She mounted hurriedly to the billiard-room where Craig must still be at work, but hesitated on the threshold. The door was half open, and, unseen herself, she saw both painter and sitter. Virginia Hepworth had dropped her pose and had come behind Craig's chair. Neither spoke, though his brush was idle. They merely faced the canvas in a silence, the long-standing intimacy of which stabbed Jean with a jealous pang and sent her away with her message unspoken.

She trusted Craig, but she could not trust herself, and deemed it the part of wisdom to leave word with the dispassionate butler that a friend's sickness would prevent her going to the studio.

XXVII

Jean entered the Lorna Doone with a sense of having known the place in some former life. Its braggart onyx, its rugs, its palms, all the veneer which went to make for "tone"—that fetich of the dentist—greeted her with a luster scarcely dimmed; the negro hall-boy flashed a toothful smile of recognition; and even a scratch, which their moving had left on the green denim by the flat door, had its keen associations.

It was a relief to lay eyes upon Amy, who had no close relationship to this dead yet risen past. Amy, poor wight, seemed related to nothing familiar. Easily flooding tears, which gushed afresh at sight of Jean, had washed her prettiness away.

"I knew you'd come," she whispered, clinging desperately. "Paul thought it was no use to ask, but I made him go. You're not mad at me, Jean, for sending? I've nobody else—not a soul."

Jean soothed her as she would a child, and leading her into a bedroom close at hand, made her lie down. No sooner did her head touch the pillow, however, than she struggled up again.

"I can't lie still," she pleaded. "Don't make me lie still. I tossed here all night. I can't rest, I must talk. I want you to know what's happened. I want you to tell me what to do. I must do something. It can't go on. I'll lose my mind. I'll die."

Jean drew the woebegone figure to her.

"Tell me, Amy," she said gently. "Perhaps it isn't as black as it seems."

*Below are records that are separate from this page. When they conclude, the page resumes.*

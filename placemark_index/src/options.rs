// Copyright 2025 the Placemark Authors
// SPDX-License-Identifier: Apache-2.0 OR MIT

//! Build options.

use crate::style::StyleConfig;

/// How identifiers are chosen for the root container, folders, and features.
#[derive(Copy, Clone, Debug, Default, PartialEq, Eq, Hash)]
pub enum IdPolicy {
    /// Sequential integer ids starting at `1`, in index order.
    ///
    /// The root container and every feature always receive a generated id. Folders
    /// keep a source `id` attribute when present and are numbered otherwise.
    #[default]
    Sequential,
    /// Keep every source `id` attribute; only nodes without one are numbered.
    ///
    /// Source ids are not checked for uniqueness. [`by_id`](crate::FeatureIndex::by_id)
    /// returns the first feature carrying a duplicated id.
    KeepSource,
}

/// Options for [`FeatureIndex::build`](crate::FeatureIndex::build).
#[derive(Clone, Debug, Default)]
pub struct ExtractOptions {
    /// Convert standalone `LinearRing` geometries to polygons instead of closed lines.
    pub rings_are_polygons: bool,
    /// Identifier policy.
    pub id_policy: IdPolicy,
    /// Default styles seeded into the style table.
    pub styles: StyleConfig,
}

Amy rocked herself disconsolately.

"It's blacker than it seems," she lamented. "Oh, if I'd never taken the flat! Fred never wanted me to do it. I've only myself to thank. I didn't know when I was well off."

"But what has the flat to do with your trouble?"

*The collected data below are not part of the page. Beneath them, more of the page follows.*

// Copyright 2025 the Placemark Authors
// SPDX-License-Identifier: Apache-2.0 OR MIT

//! KMZ archives: a zip container holding a KML document and its assets.

use std::io::{Cursor, Read, Seek};

use crate::assets::{AssetError, AssetResolver};
use crate::error::{Error, Result};
use crate::kml;
use crate::tree::Document;

/// An in-memory KMZ archive.
///
/// All entries are decompressed on open, so later lookups never touch the source.
/// The archive doubles as an [`AssetResolver`] for icon references relative to the
/// archive root.
#[derive(Clone, Default)]
pub struct KmzArchive {
    entries: Vec<(String, Vec<u8>)>,
}

impl core::fmt::Debug for KmzArchive {
    fn fmt(&self, f: &mut core::fmt::Formatter<'_>) -> core::fmt::Result {
        f.debug_struct("KmzArchive")
            .field("entries", &self.entries.len())
            .field("kml", &self.default_kml_name())
            .finish_non_exhaustive()
    }
}

impl KmzArchive {
    /// Read every file entry from a zip source.
    pub fn from_reader<R: Read + Seek>(reader: R) -> Result<Self> {
        let mut zip = zip::ZipArchive::new(reader)?;
        let mut entries = Vec::with_capacity(zip.len());
        for i in 0..zip.len() {
            let mut file = zip.by_index(i)?;
            if file.is_dir() {
                continue;
            }
            let mut bytes = Vec::new();
            file.read_to_end(&mut bytes)?;
            entries.push((file.name().to_owned(), bytes));
        }
        tracing::debug!(entries = entries.len(), "opened KMZ archive");
        Ok(Self { entries })
    }

    /// Read an archive held in memory.
    pub fn from_bytes(bytes: &[u8]) -> Result<Self> {
        Self::from_reader(Cursor::new(bytes))
    }

    /// Entry names in archive order.
    pub fn names(&self) -> impl Iterator<Item = &str> + '_ {
        self.entries.iter().map(|(name, _)| name.as_str())
    }

    /// The document entry: the first entry with a `.kml` extension.
    pub fn default_kml_name(&self) -> Option<&str> {
        self.names()
            .find(|name| name.to_ascii_lowercase().ends_with(".kml"))
    }

    /// Raw bytes of a named entry.
    pub fn read_file(&self, name: &str) -> Option<&[u8]> {
        let name = normalize(name);
        self.entries
            .iter()
            .find(|(entry, _)| entry == name)
            .map(|(_, bytes)| bytes.as_slice())
    }

    /// Parse the [default document entry](Self::default_kml_name).
    pub fn document(&self) -> Result<Document> {
        let name = self.default_kml_name().ok_or(Error::NoKml)?;
        self.document_for(name)
    }

    /// Parse a specific entry as KML.
    pub fn document_for(&self, name: &str) -> Result<Document> {
        let bytes = self
            .read_file(name)
            .ok_or_else(|| Error::MissingEntry(name.to_owned()))?;
        kml::read(bytes)
    }
}

fn normalize(reference: &str) -> &str {
    let reference = reference.strip_prefix("./").unwrap_or(reference);
    reference.trim_start_matches('/')
}

impl AssetResolver for KmzArchive {
    fn resolve(&self, reference: &str) -> Result<Vec<u8>, AssetError> {
        self.read_file(reference)
            .map(<[u8]>::to_vec)
            .ok_or_else(|| AssetError::NotFound(reference.to_owned()))
    }
}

"Everything. I thought it would be heaven to keep house,—my own house,—but it's been a hell. Fred said we couldn't afford a girl, though I never saw why, for he's done splendid in his new territory. And he didn't like my cooking! I only learned the plain things at the refuge, you know, and he's been pampered, living so much at hotels. Somehow I never can do things his way. Traveling men think a lot of their stomachs, and Fred is more particular than most."

Jean began to comprehend the sordid little tragedy.

"But you'll learn," she comforted. "Make Fred buy you a first-class cook-book. Try the recipes by yourself till you succeed. Don't feed him on the experiments."

"I did try by myself. I practiced on a Welsh rabbit, and I thought I had it down fine. So I surprised him one night after the theater when he came home hungry. He said it wasn't fit for a h-h-hog!"

Jean's indignation boiled over.

"It was a thousand times too good for him," she cried.

"Don't," begged Amy. "I didn't blame him after I tasted it. The thing I do blame him for and can't bear is the way he criticises my looks. I can't always look pretty and do my work. Fred seems to think I ought, and is always holding up Stella to me without stopping to remember that she has nothing to do but sing and change her clothes."

"Stella! Do you let Stella Wilkes come here?"

"Fred made me ask her. She's got a flat herself—just a common sort of a place that she rents furnished, with two chorus-girls. She's making money now. She left the Coney Island beer-hall for one of those cheap Fourteenth Street theaters. Fred says she's bound to make a hit. He's crazy about her,"—her voice rose to a wail,—"just crazy!"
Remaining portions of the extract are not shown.